Kreisbrandmeister Björn Mierisch hat dennoch Bedenken. Die Waldbrandstufe widerspiegele nicht die tatsächliche Lage in den Wäldern, sagte er uns. Sollte es zu einem größeren Brand kommen, könnten Feuerwehren aus den benachbarten Gemeinden in Tschechien nicht zur Hilfe eilen. Sie sind im Nationalpark Böhmischen Schweiz im Einsatz. "Wir haben momentan 60 Kameraden der Freiwilligen Feuerwehr in Bad Schandau im Einsatz. Und wir nehmen uns trotzdem den Mut heraus, weiter Feuerwerk zu machen. Das beißt sich. Ich finde es schade, dass man da uneinsichtig ist."

Flächen werden bewässert

Die Stadtverwaltung Ebersbach-Neugersdorf verweist darauf, dass mindestens vier Tanklöschfahrzeuge mit rund 13.600 Liter Wasser bereitstehen und eine Zisterne in der Nähe genutzt werden kann. "Die Flächen im Umfeld des Feuerwerks werden ab 19 Uhr ausgiebig bewässert.
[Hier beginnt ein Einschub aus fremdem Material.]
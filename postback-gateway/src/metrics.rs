// Prometheus metrics for the postback gateway.
// Tracks: postback outcomes, processing latency, credited volume.

use once_cell::sync::Lazy;
use prometheus::{
    register_counter_with_registry, register_histogram_with_registry, Counter, Encoder, Histogram,
    HistogramOpts, Opts, Registry, TextEncoder,
};
use rust_decimal::prelude::ToPrimitive;
use std::sync::Arc;

use reconcile_core::{Outcome, TxnKind};

pub struct Metrics {
    pub registry: Registry,

    // Postback outcomes
    pub postbacks_received_total: Counter,
    pub postbacks_applied_total: Counter,
    pub postbacks_ignored_total: Counter,
    pub postbacks_duplicate_total: Counter,
    pub postbacks_rejected_total: Counter,
    pub postbacks_failed_total: Counter,

    // Business volume
    pub credited_volume_total: Counter,
    pub chargeback_volume_total: Counter,

    // Latency
    pub postback_duration_seconds: Histogram,
}

impl Metrics {
    pub fn new() -> anyhow::Result<Self> {
        let registry = Registry::new();

        let postbacks_received_total = register_counter_with_registry!(
            Opts::new("rewardrail_postbacks_received_total", "Postbacks received"),
            registry
        )?;

        let postbacks_applied_total = register_counter_with_registry!(
            Opts::new("rewardrail_postbacks_applied_total", "Postbacks committed to the ledger"),
            registry
        )?;

        let postbacks_ignored_total = register_counter_with_registry!(
            Opts::new("rewardrail_postbacks_ignored_total", "Postbacks with pending/unknown status"),
            registry
        )?;

        let postbacks_duplicate_total = register_counter_with_registry!(
            Opts::new("rewardrail_postbacks_duplicate_total", "Duplicate postbacks suppressed"),
            registry
        )?;

        let postbacks_rejected_total = register_counter_with_registry!(
            Opts::new("rewardrail_postbacks_rejected_total", "Postbacks rejected deterministically"),
            registry
        )?;

        let postbacks_failed_total = register_counter_with_registry!(
            Opts::new("rewardrail_postbacks_failed_total", "Postbacks failed on store trouble"),
            registry
        )?;

        let credited_volume_total = register_counter_with_registry!(
            Opts::new("rewardrail_credited_volume_total", "Total credited amount"),
            registry
        )?;

        let chargeback_volume_total = register_counter_with_registry!(
            Opts::new("rewardrail_chargeback_volume_total", "Total charged-back amount"),
            registry
        )?;

        let postback_duration_seconds = register_histogram_with_registry!(
            HistogramOpts::new(
                "rewardrail_postback_duration_seconds",
                "Postback processing duration in seconds"
            )
            .buckets(vec![0.001, 0.005, 0.01, 0.05, 0.1, 0.5, 1.0, 2.5]),
            registry
        )?;

        Ok(Self {
            registry,
            postbacks_received_total,
            postbacks_applied_total,
            postbacks_ignored_total,
            postbacks_duplicate_total,
            postbacks_rejected_total,
            postbacks_failed_total,
            credited_volume_total,
            chargeback_volume_total,
            postback_duration_seconds,
        })
    }

    /// Export all metrics in Prometheus text format
    pub fn export(&self) -> anyhow::Result<String> {
        let encoder = TextEncoder::new();
        let metric_families = self.registry.gather();
        let mut buffer = Vec::new();
        encoder.encode(&metric_families, &mut buffer)?;
        Ok(String::from_utf8(buffer)?)
    }

    pub fn track_outcome(&self, outcome: &Outcome) {
        match outcome {
            Outcome::Applied { kind, amount, .. } => {
                self.postbacks_applied_total.inc();
                let magnitude = amount.abs().to_f64().unwrap_or(0.0);
                match kind {
                    TxnKind::Credit => self.credited_volume_total.inc_by(magnitude),
                    TxnKind::Chargeback => self.chargeback_volume_total.inc_by(magnitude),
                }
            }
            Outcome::Ignored { .. } => self.postbacks_ignored_total.inc(),
            Outcome::DuplicateIgnored { .. } => self.postbacks_duplicate_total.inc(),
            Outcome::Rejected(_) => self.postbacks_rejected_total.inc(),
        }
    }
}

// Global metrics instance
pub static METRICS: Lazy<Arc<Metrics>> = Lazy::new(|| {
    Arc::new(Metrics::new().expect("Failed to initialize metrics"))
});
//! End-to-end reconciliation tests against the in-memory store.
//!
//! Covers the engine's contract: idempotent replay, isolation under
//! concurrency, verification gating, chargeback accounting, per-provider
//! policies, and bounded conflict retries.

use async_trait::async_trait;
use rust_decimal_macros::dec;
use std::sync::atomic::{AtomicU32, Ordering};
use std::sync::Arc;

use reconcile_core::verify::digest_hex;
use reconcile_core::{
    Account, AckStyle, ChargebackKeying, CommitReceipt, DigestAlgorithm, DigestRecipe, EngineError,
    FieldMap, LedgerMutations, LedgerStore, LedgerTxn, MemoryLedgerStore, MissingUserPolicy,
    Outcome, ProviderRegistry, ProviderSpec, RawFields, Reconciler, RejectReason, StatusTokens,
    StoreError, TransactionRecord, TxnKey, TxnKind, Verification,
};

const SECRET: &str = "s3cret";

fn offerpeak_spec() -> ProviderSpec {
    ProviderSpec {
        id: "offerpeak".into(),
        fields: FieldMap {
            user_id: vec!["user_id".into(), "uid".into(), "sub_id".into()],
            transaction_id: vec!["transaction_id".into(), "tx_id".into()],
            amount: vec!["reward".into(), "amount".into()],
            status: vec!["status".into()],
            default_status: None,
        },
        verification: Verification {
            allowed_origins: vec![],
            digest: Some(DigestRecipe {
                algorithm: DigestAlgorithm::Sha256,
                fields: vec!["user_id".into(), "reward".into(), "transaction_id".into()],
                signature_keys: vec!["hash".into()],
            }),
        },
        secret: Some(SECRET.into()),
        statuses: StatusTokens {
            credit: vec!["completed".into(), "approved".into()],
            chargeback: vec!["chargeback".into()],
            ignore: vec!["pending".into()],
        },
        missing_user: MissingUserPolicy::Reject,
        chargeback_keying: ChargebackKeying::CreditId,
        ack: AckStyle::Json,
        user_not_found_status: 404,
    }
}

fn surveymint_spec() -> ProviderSpec {
    ProviderSpec {
        id: "surveymint".into(),
        fields: FieldMap {
            user_id: vec!["uid".into()],
            transaction_id: vec!["tx_id".into()],
            amount: vec!["payout".into()],
            status: vec!["status".into()],
            default_status: Some("1".into()),
        },
        verification: Verification {
            allowed_origins: vec!["203.0.113.7".into()],
            digest: None,
        },
        secret: None,
        statuses: StatusTokens {
            credit: vec!["1".into()],
            chargeback: vec!["2".into()],
            ignore: vec![],
        },
        missing_user: MissingUserPolicy::AutoCreate,
        chargeback_keying: ChargebackKeying::DistinctId,
        ack: AckStyle::Digit,
        user_not_found_status: 404,
    }
}

fn registry() -> ProviderRegistry {
    ProviderRegistry::from_specs([offerpeak_spec(), surveymint_spec()]).unwrap()
}

fn reconciler(store: Arc<dyn LedgerStore>) -> Reconciler {
    Reconciler::new(registry(), store)
}

fn raw(pairs: &[(&str, &str)]) -> RawFields {
    pairs
        .iter()
        .map(|(k, v)| (k.to_string(), v.to_string()))
        .collect()
}

/// A valid offerpeak credit postback for `user`/`txn`/`amount`.
fn signed_credit(user: &str, txn: &str, amount: &str, status: &str) -> RawFields {
    let mut fields = raw(&[
        ("user_id", user),
        ("reward", amount),
        ("transaction_id", txn),
        ("status", status),
    ]);
    let digest = digest_hex(
        DigestAlgorithm::Sha256,
        format!("{user}{amount}{txn}{SECRET}").as_bytes(),
    );
    fields.insert("hash".into(), digest);
    fields
}

#[tokio::test]
async fn credit_applies_once_with_exact_amounts() {
    let store = Arc::new(MemoryLedgerStore::new());
    store.put_account(Account::new("u1"));
    let engine = reconciler(store.clone());

    let outcome = engine
        .reconcile("offerpeak", &signed_credit("u1", "t1001", "10.50", "approved"), &[])
        .await
        .unwrap();

    match outcome {
        Outcome::Applied {
            kind,
            amount,
            new_balance,
            ref external_id,
            ..
        } => {
            assert_eq!(kind, TxnKind::Credit);
            assert_eq!(amount, dec!(10.50));
            assert_eq!(new_balance, dec!(10.50));
            assert_eq!(external_id, "t1001");
        }
        other => panic!("expected Applied, got {:?}", other),
    }

    let account = store.account("u1").unwrap();
    assert_eq!(account.balance, dec!(10.50));
    assert_eq!(account.total_earnings, dec!(10.50));
    assert!(account.last_reward_at.is_some());
    assert_eq!(store.record_count(), 1);
}

#[tokio::test]
async fn replayed_credit_is_duplicate_ignored() {
    let store = Arc::new(MemoryLedgerStore::new());
    store.put_account(Account::new("u1"));
    let engine = reconciler(store.clone());
    let fields = signed_credit("u1", "t1001", "10.50", "completed");

    let first = engine.reconcile("offerpeak", &fields, &[]).await.unwrap();
    assert!(matches!(first, Outcome::Applied { .. }));

    for _ in 0..3 {
        let replay = engine.reconcile("offerpeak", &fields, &[]).await.unwrap();
        assert_eq!(
            replay,
            Outcome::DuplicateIgnored {
                external_id: "t1001".into()
            }
        );
    }

    assert_eq!(store.account("u1").unwrap().balance, dec!(10.50));
    assert_eq!(store.record_count(), 1);
}

#[tokio::test]
async fn concurrent_identical_credits_apply_exactly_once() {
    let store = Arc::new(MemoryLedgerStore::new());
    store.put_account(Account::new("u1"));
    let engine = Arc::new(reconciler(store.clone()));
    let fields = signed_credit("u1", "t-race", "4.25", "approved");

    let mut handles = Vec::new();
    for _ in 0..8 {
        let engine = Arc::clone(&engine);
        let fields = fields.clone();
        handles.push(tokio::spawn(async move {
            engine.reconcile("offerpeak", &fields, &[]).await.unwrap()
        }));
    }

    let mut applied = 0;
    let mut duplicates = 0;
    for handle in handles {
        match handle.await.unwrap() {
            Outcome::Applied { .. } => applied += 1,
            Outcome::DuplicateIgnored { .. } => duplicates += 1,
            other => panic!("unexpected outcome under contention: {:?}", other),
        }
    }

    assert_eq!(applied, 1);
    assert_eq!(duplicates, 7);
    assert_eq!(store.account("u1").unwrap().balance, dec!(4.25));
    assert_eq!(store.record_count(), 1);
}

#[tokio::test]
async fn bad_digest_is_forbidden_and_store_untouched() {
    let store = Arc::new(MemoryLedgerStore::new());
    store.put_account(Account::new("u1"));
    let engine = reconciler(store.clone());

    let mut fields = signed_credit("u1", "t1", "5", "approved");
    fields.insert("hash".into(), "0".repeat(64));

    let outcome = engine.reconcile("offerpeak", &fields, &[]).await.unwrap();
    assert!(matches!(
        outcome,
        Outcome::Rejected(RejectReason::Forbidden(_))
    ));
    assert_eq!(store.account("u1").unwrap().balance, dec!(0));
    assert_eq!(store.record_count(), 0);
}

#[tokio::test]
async fn unlisted_origin_attempts_no_store_access() {
    let inner = MemoryLedgerStore::new();
    inner.put_account(Account::new("u9"));
    let store = Arc::new(CountingStore::new(inner));
    let engine = reconciler(store.clone());

    let fields = raw(&[("uid", "u9"), ("tx_id", "t1"), ("payout", "3"), ("status", "1")]);
    let outcome = engine
        .reconcile("surveymint", &fields, &["198.51.100.9".into()])
        .await
        .unwrap();

    assert!(matches!(
        outcome,
        Outcome::Rejected(RejectReason::Forbidden(_))
    ));
    assert_eq!(store.begins(), 0);
}

#[tokio::test]
async fn forwarded_chain_member_passes_allow_list() {
    let store = Arc::new(MemoryLedgerStore::new());
    let engine = reconciler(store.clone());

    let fields = raw(&[("uid", "u9"), ("tx_id", "t1"), ("payout", "3"), ("status", "1")]);
    let origins = vec!["10.0.0.1".to_string(), "203.0.113.7".to_string()];
    let outcome = engine.reconcile("surveymint", &fields, &origins).await.unwrap();

    assert!(matches!(outcome, Outcome::Applied { .. }));
}

#[tokio::test]
async fn pending_status_is_ignored_without_mutation() {
    let store = Arc::new(MemoryLedgerStore::new());
    store.put_account(Account::new("u1"));
    let engine = reconciler(store.clone());

    let outcome = engine
        .reconcile("offerpeak", &signed_credit("u1", "t1", "5", "pending"), &[])
        .await
        .unwrap();

    assert_eq!(
        outcome,
        Outcome::Ignored {
            status_token: "pending".into()
        }
    );
    assert_eq!(store.record_count(), 0);

    // The approved token later arrives as a fresh, first-seen event.
    let outcome = engine
        .reconcile("offerpeak", &signed_credit("u1", "t1", "5", "approved"), &[])
        .await
        .unwrap();
    assert!(matches!(outcome, Outcome::Applied { .. }));
}

#[tokio::test]
async fn missing_field_names_the_first_absent_one() {
    let store = Arc::new(MemoryLedgerStore::new());
    let engine = reconciler(store);

    let fields = raw(&[("reward", "5"), ("status", "approved")]);
    let outcome = engine.reconcile("offerpeak", &fields, &[]).await.unwrap();

    assert_eq!(
        outcome,
        Outcome::Rejected(RejectReason::MissingField("user_id".into()))
    );
}

#[tokio::test]
async fn non_numeric_and_non_positive_amounts_are_rejected() {
    let store = Arc::new(MemoryLedgerStore::new());
    store.put_account(Account::new("u1"));
    let engine = reconciler(store.clone());

    for bad in ["abc", "0", "-3"] {
        let outcome = engine
            .reconcile("offerpeak", &signed_credit("u1", "t1", bad, "approved"), &[])
            .await
            .unwrap();
        assert_eq!(
            outcome,
            Outcome::Rejected(RejectReason::InvalidAmount(bad.into())),
            "amount {:?}",
            bad
        );
    }
    assert_eq!(store.record_count(), 0);
}

#[tokio::test]
async fn unknown_user_rejected_under_reject_policy() {
    let store = Arc::new(MemoryLedgerStore::new());
    let engine = reconciler(store.clone());

    let outcome = engine
        .reconcile("offerpeak", &signed_credit("ghost", "t1", "5", "approved"), &[])
        .await
        .unwrap();

    assert_eq!(
        outcome,
        Outcome::Rejected(RejectReason::UserNotFound("ghost".into()))
    );
    assert_eq!(store.record_count(), 0);
}

#[tokio::test]
async fn unknown_user_auto_created_under_auto_create_policy() {
    let store = Arc::new(MemoryLedgerStore::new());
    let engine = reconciler(store.clone());

    let fields = raw(&[("uid", "fresh"), ("tx_id", "t1"), ("payout", "2.75"), ("status", "1")]);
    let outcome = engine
        .reconcile("surveymint", &fields, &["203.0.113.7".into()])
        .await
        .unwrap();

    assert!(matches!(outcome, Outcome::Applied { .. }));
    let account = store.account("fresh").unwrap();
    assert_eq!(account.balance, dec!(2.75));
    assert_eq!(account.total_earnings, dec!(2.75));
}

#[tokio::test]
async fn chargeback_debits_balance_but_not_earnings() {
    let store = Arc::new(MemoryLedgerStore::new());
    store.put_account(Account::new("u1"));
    let engine = reconciler(store.clone());

    let credit = engine
        .reconcile("offerpeak", &signed_credit("u1", "t1", "20", "approved"), &[])
        .await
        .unwrap();
    assert!(matches!(credit, Outcome::Applied { .. }));

    let outcome = engine
        .reconcile("offerpeak", &signed_credit("u1", "t1", "5", "chargeback"), &[])
        .await
        .unwrap();

    match outcome {
        Outcome::Applied {
            kind,
            amount,
            new_balance,
            ref external_id,
            ..
        } => {
            assert_eq!(kind, TxnKind::Chargeback);
            assert_eq!(amount, dec!(-5));
            assert_eq!(new_balance, dec!(15));
            // credit-id keying: derived key, credit row untouched.
            assert_eq!(external_id, "t1:cb");
        }
        other => panic!("expected Applied, got {:?}", other),
    }

    let account = store.account("u1").unwrap();
    assert_eq!(account.balance, dec!(15));
    assert_eq!(account.total_earnings, dec!(20));

    let chargeback = store
        .record(&TxnKey::new("offerpeak", "t1:cb"))
        .unwrap();
    assert_eq!(chargeback.reverses.as_deref(), Some("t1"));
    let credit = store.record(&TxnKey::new("offerpeak", "t1")).unwrap();
    assert_eq!(credit.amount, dec!(20));

    // Replayed chargebacks must not double-debit.
    let replay = engine
        .reconcile("offerpeak", &signed_credit("u1", "t1", "5", "chargeback"), &[])
        .await
        .unwrap();
    assert!(matches!(replay, Outcome::DuplicateIgnored { .. }));
    assert_eq!(store.account("u1").unwrap().balance, dec!(15));
}
//! Simulated collaborators for host tests

use std::cell::Cell;
use std::rc::Rc;
use std::vec::Vec;

use crate::config::MachineConfig;
use crate::motion::{Axis, AxisRole};
use crate::sequencer::{CycleSequencer, MachineIo};
use crate::state::{CycleState, Event};
use crate::traits::{Clamp, DebouncedInput, MotionAxis};

/// Axis that moves one step toward its target on every `run`
///
/// `physical` tracks the carriage relative to its home switch and is not
/// affected by `stop_and_zero`, so tests can model a switch that asserts
/// at a fixed place on the rail.
#[derive(Debug, Clone)]
pub struct SimAxis {
    pub position: i32,
    pub target: i32,
    pub physical: Rc<Cell<i64>>,
    pub max_speed: u32,
    pub acceleration: u32,
    pub steps_emitted: u32,
}

impl SimAxis {
    pub fn new() -> Self {
        Self::at_physical(0)
    }

    pub fn at_physical(physical: i64) -> Self {
        Self {
            position: 0,
            target: 0,
            physical: Rc::new(Cell::new(physical)),
            max_speed: 0,
            acceleration: 0,
            steps_emitted: 0,
        }
    }
}

impl MotionAxis for SimAxis {
    fn set_max_speed(&mut self, steps_per_s: u32) {
        self.max_speed = steps_per_s;
    }

    fn set_acceleration(&mut self, steps_per_s2: u32) {
        self.acceleration = steps_per_s2;
    }

    fn move_to(&mut self, target: i32) {
        self.target = target;
    }

    fn run(&mut self, _now_us: u64) -> bool {
        let delta = (self.target - self.position).signum();
        if delta != 0 {
            self.position += delta;
            self.physical.set(self.physical.get() + delta as i64);
            self.steps_emitted += 1;
        }
        self.target != self.position
    }

    fn distance_to_go(&self) -> i32 {
        self.target - self.position
    }

    fn current_position(&self) -> i32 {
        self.position
    }

    fn target_position(&self) -> i32 {
        self.target
    }

    fn stop_and_zero(&mut self) {
        self.position = 0;
        self.target = 0;
    }

    fn halt(&mut self) {
        self.target = self.position;
    }
}

/// Switch whose debounced level is set directly by the test
#[derive(Debug, Clone, Default)]
pub struct SimSwitch {
    active: bool,
    edge: bool,
    pub polls: u32,
}

impl SimSwitch {
    pub fn new(active: bool) -> Self {
        Self {
            active,
            edge: false,
            polls: 0,
        }
    }

    pub fn set(&mut self, active: bool) {
        if active && !self.active {
            self.edge = true;
        }
        self.active = active;
    }

    /// Press and release within one tick, leaving only the edge behind
    pub fn tap(&mut self) {
        self.set(true);
        self.active = false;
    }
}

impl DebouncedInput for SimSwitch {
    fn poll(&mut self, _now_ms: u64) {
        self.polls += 1;
    }

    fn is_active(&self) -> bool {
        self.active
    }

    fn rose(&mut self) -> bool {
        core::mem::take(&mut self.edge)
    }
}

/// Clamp that records every commanded level
#[derive(Debug, Clone, Default)]
pub struct SimClamp {
    engaged: bool,
    pub history: Vec<bool>,
}

impl SimClamp {
    pub fn new() -> Self {
        Self::default()
    }
}

impl Clamp for SimClamp {
    fn engage(&mut self) {
        self.engaged = true;
        self.history.push(true);
    }

    fn disengage(&mut self) {
        self.engaged = false;
        self.history.push(false);
    }

    fn is_engaged(&self) -> bool {
        self.engaged
    }
}

pub type SimSequencer = CycleSequencer<SimAxis, SimSwitch, SimClamp>;

/// A simulated machine: one poll per millisecond, home switches
/// following the carriage positions
pub struct Rig {
    pub seq: SimSequencer,
    pub now_us: u64,
    /// Force a home switch level regardless of the carriage
    pub cut_home_stuck: Option<bool>,
    pub position_home_stuck: Option<bool>,
}

impl Rig {
    pub fn new(config: MachineConfig) -> Self {
        Self::with_carriages(config, -30, -12)
    }

    pub fn with_carriages(config: MachineConfig, cut: i64, position: i64) -> Self {
        let io = MachineIo {
            cut_axis: Axis::new(AxisRole::Cut, SimAxis::at_physical(cut)),
            position_axis: Axis::new(AxisRole::Position, SimAxis::at_physical(position)),
            cut_home: SimSwitch::new(cut >= 0),
            position_home: SimSwitch::new(position >= 0),
            run_switch: SimSwitch::new(false),
            reload_switch: SimSwitch::new(false),
            position_clamp: SimClamp::new(),
            secure_clamp: SimClamp::new(),
        };
        Self {
            seq: CycleSequencer::new(&config, io),
            now_us: 0,
            cut_home_stuck: None,
            position_home_stuck: None,
        }
    }

    /// Build a rig and run it until homing has finished
    pub fn homed(config: MachineConfig) -> Self {
        let mut rig = Self::new(config);
        assert!(rig.run_until(|s| s == CycleState::Idle, 10_000));
        rig
    }

    pub fn tick(&mut self) -> Option<Event> {
        let io = self.seq.io_mut();
        let cut_home = self
            .cut_home_stuck
            .unwrap_or(io.cut_axis.driver().physical.get() >= 0);
        let position_home = self
            .position_home_stuck
            .unwrap_or(io.position_axis.driver().physical.get() >= 0);
        io.cut_home.set(cut_home);
        io.position_home.set(position_home);

        let event = self.seq.poll(self.now_us);
        self.now_us += 1000;
        event
    }

    /// Tick until `done` holds for the current state; false on budget
    pub fn run_until(&mut self, done: impl Fn(CycleState) -> bool, max_ticks: u32) -> bool {
        for _ in 0..max_ticks {
            if done(self.seq.state()) {
                return true;
            }
            self.tick();
        }
        done(self.seq.state())
    }

    /// Tick and collect every event until `done` holds
    pub fn events_until(&mut self, done: impl Fn(CycleState) -> bool, max_ticks: u32) -> Vec<Event> {
        let mut events = Vec::new();
        for _ in 0..max_ticks {
            if done(self.seq.state()) {
                break;
            }
            if let Some(event) = self.tick() {
                events.push(event);
            }
        }
        events
    }

    /// Tick a fixed number of times and collect every event
    pub fn events_for(&mut self, ticks: u32) -> Vec<Event> {
        (0..ticks).filter_map(|_| self.tick()).collect()
    }

    pub fn clamps(&self) -> (bool, bool) {
        let io = self.seq.io();
        (io.position_clamp.is_engaged(), io.secure_clamp.is_engaged())
    }

    pub fn clamp_writes(&self) -> usize {
        let io = self.seq.io();
        io.position_clamp.history.len() + io.secure_clamp.history.len()
    }
}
Die Nachkontrolle wird mit zwei Wärmebildkameras erfolgen", erklärte Bürgermeisterin Verena Hergenröder. Benachbarte Gemeinden auf deutscher Seite "stellen ihre Tanklöschfahrzeuge direkt vor Ort zur Absicherung bereit".

Wegen des Feuerwerks wird die Hauptstraße in Neugersdorf in der Zeit von 20.30 Uhr bis 23 Uhr gesperrt - und zwar von Martin-Luther-Straße bis zur Umgehungsstraße S148.